## Assignment
For the listing below, output exactly the lines from the line with "(**self).field_type(type_id, index)" up to and including the line with "the same id", and no other lines.

## Record extracts
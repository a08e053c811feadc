// SPDX-License-Identifier: MIT OR Apache-2.0
//! Reflection catalogs describing component layouts.
//!
//! A catalog answers three questions about a component type: how many fields
//! it has, what field `i` is called and what type field `i` declares. The
//! [`SchemaCatalog`] is an in-memory implementation that can be loaded from a
//! RON schema file.

use crate::field::{FieldDescriptor, FieldType};
use crate::id::ComponentTypeId;
use indexmap::IndexMap;
use serde::{Deserialize, Serialize};
use std::path::Path;

/// Current schema file format version
pub const SCHEMA_FORMAT_VERSION: u32 = 1;

/// Query surface of a reflection provider.
///
/// Implementations must be free of side effects. Indices passed in are always
/// below `field_count` for the same type.
pub trait ReflectionCatalog {
    /// Number of fields of a component type, `0` if the type is unknown
    fn field_count(&self, type_id: ComponentTypeId) -> u32;

    /// UTF-8 name of field `index`. Not NUL terminated.
    fn field_name(&self, type_id: ComponentTypeId, index: u32) -> Option<&[u8]>;

    /// Declared type of field `index`
    fn field_type(&self, type_id: ComponentTypeId, index: u32) -> Option<FieldType>;

    /// Display name of a component type, if the provider has one
    fn component_name(&self, _type_id: ComponentTypeId) -> Option<&str> {
        None
    }

    /// Full descriptor of field `index`, if both name and type are available
    fn field(&self, type_id: ComponentTypeId, index: u32) -> Option<FieldDescriptor> {
        let name = String::from_utf8_lossy(self.field_name(type_id, index)?).into_owned();
        let field_type = self.field_type(type_id, index)?;
        Some(FieldDescriptor {
            index,
            name,
            field_type,
        })
    }
}

impl<C: ReflectionCatalog + ?Sized> ReflectionCatalog for &C {
    fn field_count(&self, type_id: ComponentTypeId) -> u32 {
        (**self).field_count(type_id)
    }

    fn field_name(&self, type_id: ComponentTypeId, index: u32) -> Option<&[u8]> {
        (**self).field_name(type_id, index)
    }

    fn field_type(&self, type_id: ComponentTypeId, index: u32) -> Option<FieldType> {
        (**self).field_type(type_id, index)
    }

    fn component_name(&self, type_id: ComponentTypeId) -> Option<&str> {
        (**self).component_name(type_id)
    }
}

/// A field entry in a component schema
#[derive(Debug, Clone, PartialEq, Serialize, Deserialize)]
pub struct FieldSchema {
    /// Field name
    pub name: String,
    /// Declared type
    pub field_type: FieldType,
}

impl FieldSchema {
    /// Create a field entry
    pub fn new(name: impl Into<String>, field_type: FieldType) -> Self {
        Self {
            name: name.into(),
            field_type,
        }
    }
}

/// Layout of one component type
#[derive(Debug, Clone, PartialEq, Serialize, Deserialize)]
pub struct ComponentSchema {
    /// Component type id
    pub id: ComponentTypeId,
    /// Display name
    pub name: String,
    /// Fields in declaration order
    pub fields: Vec<FieldSchema>,
}

impl ComponentSchema {
    /// Create an empty schema
    pub fn new(id: ComponentTypeId, name: impl Into<String>) -> Self {
        Self {
            id,
            name: name.into(),
            fields: Vec::new(),
        }
    }

    /// Append a field
    pub fn with_field(mut self, name: impl Into<String>, field_type: FieldType) -> Self {
        self.fields.push(FieldSchema::new(name, field_type));
        self
    }
}

/// On-disk form of a schema catalog
#[derive(Debug, Serialize, Deserialize)]
struct SchemaFile {
    version: u32,
    components: Vec<ComponentSchema>,
}

/// In-memory reflection catalog keyed by component type id
#[derive(Debug, Clone, Default)]
pub struct SchemaCatalog {
    components: IndexMap<ComponentTypeId, ComponentSchema>,
}

impl SchemaCatalog {
    /// Create an empty catalog
    pub fn new() -> Self {
        Self::default()
    }

    /// Register a component schema, replacing any previous one with the same id
    pub fn register(&mut self, schema: ComponentSchema) -> Option<ComponentSchema> {
        self.components.insert(schema.id, schema)
    }

    /// Builder-style [`register`](Self::register)
    pub fn with_component(mut self, schema: ComponentSchema) -> Self {
        self.register(schema);
        self
    }

    /// Get a component schema
    pub fn component(&self, type_id: ComponentTypeId) -> Option<&ComponentSchema> {
        self.components.get(&type_id)
    }

    /// All registered components, in registration order
    pub fn components(&self) -> impl Iterator<Item = &ComponentSchema> {
        self.components.values()
    }

    /// Number of registered components
    pub fn len(&self) -> usize {
        self.components.len()
    }

    /// Whether the catalog is empty
    pub fn is_empty(&self) -> bool {
        self.components.is_empty()
    }

    /// Serialize to RON format
    pub fn to_ron(&self) -> Result<String, CatalogError> {
        let file = SchemaFile {
            version: SCHEMA_FORMAT_VERSION,
            components: self.components.values().cloned().collect(),
        };
        let config = ron::ser::PrettyConfig::default().struct_names(false);
        Ok(ron::ser::to_string_pretty(&file, config)?)
    }

    /// Deserialize from RON format
    pub fn from_ron(s: &str) -> Result<Self, CatalogError> {
        let file: SchemaFile = ron::from_str(s)?;
        if file.version > SCHEMA_FORMAT_VERSION {
            return Err(CatalogError::UnsupportedVersion {
                found: file.version,
                supported: SCHEMA_FORMAT_VERSION,
            });
        }

        let mut catalog = Self::new();
        for schema in file.components {
            let id = schema.id;
            if catalog.register(schema).is_some() {
                return Err(CatalogError::DuplicateComponent(id));
            }
        }
        tracing::debug!("Loaded reflection catalog with {} components", catalog.len());
        Ok(catalog)
    }

    /// Load a catalog from a schema file
    pub fn load(path: &Path) -> Result<Self, CatalogError> {
        let content = std::fs::read_to_string(path)?;
        Self::from_ron(&content)
    }

    /// Save the catalog to a schema file
    pub fn save(&self, path: &Path) -> Result<(), CatalogError> {
        std::fs::write(path, self.to_ron()?)?;
        Ok(())
    }
}

impl ReflectionCatalog for SchemaCatalog {
    fn field_count(&self, type_id: ComponentTypeId) -> u32 {
        self.component(type_id)
            .map_or(0, |c| u32::try_from(c.fields.len()).unwrap_or(u32::MAX))
    }

    fn field_name(&self, type_id: ComponentTypeId, index: u32) -> Option<&[u8]> {
        let field = self.component(type_id)?.fields.get(index as usize)?;
        Some(field.name.as_bytes())
    }

    fn field_type(&self, type_id: ComponentTypeId, index: u32) -> Option<FieldType> {
        let field = self.component(type_id)?.fields.get(index as usize)?;
        Some(field.field_type)
    }

    fn component_name(&self, type_id: ComponentTypeId) -> Option<&str> {
        self.component(type_id).map(|c| c.name.as_str())
    }
}

/// Error loading or saving a schema catalog
#[derive(Debug, thiserror::Error)]
pub enum CatalogError {
    /// File could not be read or written
    #[error("I/O error: {0}")]
    Io(#[from] std::io::Error),

    /// Schema file is not valid RON
    #[error("Invalid schema file: {0}")]
    Parse(#[from] ron::error::SpannedError),

    /// Catalog could not be serialized
    #[error("Failed to serialize catalog: {0}")]
    Serialize(#[from] ron::Error),

    /// Schema file was written by a newer version
    #[error("Schema version {found} is newer than supported version {supported}")]
    UnsupportedVersion {
        /// Version found in the file
        found: u32,
        /// Highest supported version
        supported: u32,
    },

    /// Two schemas share one component id
    #[error("Duplicate component id: {0}")]
    DuplicateComponent(ComponentTypeId),
}

#[cfg(test)]
mod tests {
    use super::*;
    use uuid::Uuid;

    fn transform_id() -> ComponentTypeId {
        ComponentTypeId(Uuid::from_u128(0x7f1a_0000_0000_0000_0000_0000_0000_0001))
    }

    fn sample_catalog() -> SchemaCatalog {
        SchemaCatalog::new().with_component(
            ComponentSchema::new(transform_id(), "Transform")
                .with_field("position", FieldType::Vector3)
                .with_field("rotation", FieldType::Quaternion)
                .with_field("visible", FieldType::Bool),
        )
    }

    #[test]
    fn test_field_queries() {
        let catalog = sample_catalog();
        assert_eq!(catalog.field_count(transform_id()), 3);
        assert_eq!(catalog.field_name(transform_id(), 1), Some(&b"rotation"[..]));
        assert_eq!(catalog.field_type(transform_id(), 2), Some(FieldType::Bool));
        assert_eq!(catalog.field_name(transform_id(), 3), None);
    }

    #[test]
    fn test_unknown_type_has_no_fields() {
        let catalog = sample_catalog();
        let unknown = ComponentTypeId(Uuid::from_u128(99));
        assert_eq!(catalog.field_count(unknown), 0);
        assert_eq!(catalog.field_name(unknown, 0), None);
        assert_eq!(catalog.field_type(unknown, 0), None);
    }

    #[test]
    fn test_field_descriptor() {
        let catalog = sample_catalog();
        let field = catalog.field(transform_id(), 0).unwrap();
        assert_eq!(field.index, 0);
        assert_eq!(field.name, "position");
        assert_eq!(field.field_type, FieldType::Vector3);
    }

    #[test]
    fn test_catalog_serialization() {
        let catalog = sample_catalog();
        let ron = catalog.to_ron().unwrap();
        let loaded = SchemaCatalog::from_ron(&ron).unwrap();
        assert_eq!(loaded.len(), 1);
        assert_eq!(loaded.component(transform_id()), catalog.component(transform_id()));
    }

    #[test]
    fn test_rejects_newer_version() {
        let ron = "(version: 99, components: [])";
        let err = SchemaCatalog::from_ron(ron).unwrap_err();
        assert!(matches!(err, CatalogError::UnsupportedVersion { found: 99, .. }));
    }

    #[test]
    fn test_rejects_duplicate_component() {
        let schema = ComponentSchema::new(transform_id(), "Transform");
        let file = SchemaFile {
            version: SCHEMA_FORMAT_VERSION,
            components: vec![schema.clone(), schema],
        };
        let ron = ron::ser::to_string(&file).unwrap();
        let err = SchemaCatalog::from_ron(&ron).unwrap_err();
        assert!(matches!(err, CatalogError::DuplicateComponent(id) if id == transform_id()));
    }

    #[test]
    fn test_save_and_load() {
        let dir = tempfile::tempdir().unwrap();
        let path = dir.path().join("components.ron");
        sample_catalog().save(&path).unwrap();
        let loaded = SchemaCatalog::load(&path).unwrap();
        assert_eq!(loaded.component_name(transform_id()), Some("Transform"));
        assert_eq!(loaded.field_count(transform_id()), 3);
    }
}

## Response to the exercise
        (**self).field_type(type_id, index)
    }

    fn component_name(&self, type_id: ComponentTypeId) -> Option<&str> {
        (**self).component_name(type_id)
    }
}

/// A field entry in a component schema
#[derive(Debug, Clone, PartialEq, Serialize, Deserialize)]
pub struct FieldSchema {
    /// Field name
    pub name: String,
    /// Declared type
    pub field_type: FieldType,
}

impl FieldSchema {
    /// Create a field entry
    pub fn new(name: impl Into<String>, field_type: FieldType) -> Self {
        Self {
            name: name.into(),
            field_type,
        }
    }
}

/// Layout of one component type
#[derive(Debug, Clone, PartialEq, Serialize, Deserialize)]
pub struct ComponentSchema {
    /// Component type id
    pub id: ComponentTypeId,
    /// Display name
    pub name: String,
    /// Fields in declaration order
    pub fields: Vec<FieldSchema>,
}

impl ComponentSchema {
    /// Create an empty schema
    pub fn new(id: ComponentTypeId, name: impl Into<String>) -> Self {
        Self {
            id,
            name: name.into(),
            fields: Vec::new(),
        }
    }

    /// Append a field
    pub fn with_field(mut self, name: impl Into<String>, field_type: FieldType) -> Self {
        self.fields.push(FieldSchema::new(name, field_type));
        self
    }
}

/// On-disk form of a schema catalog
#[derive(Debug, Serialize, Deserialize)]
struct SchemaFile {
    version: u32,
    components: Vec<ComponentSchema>,
}

/// In-memory reflection catalog keyed by component type id
#[derive(Debug, Clone, Default)]
pub struct SchemaCatalog {
    components: IndexMap<ComponentTypeId, ComponentSchema>,
}

impl SchemaCatalog {
    /// Create an empty catalog
    pub fn new() -> Self {
        Self::default()
    }

    /// Register a component schema, replacing any previous one with the same id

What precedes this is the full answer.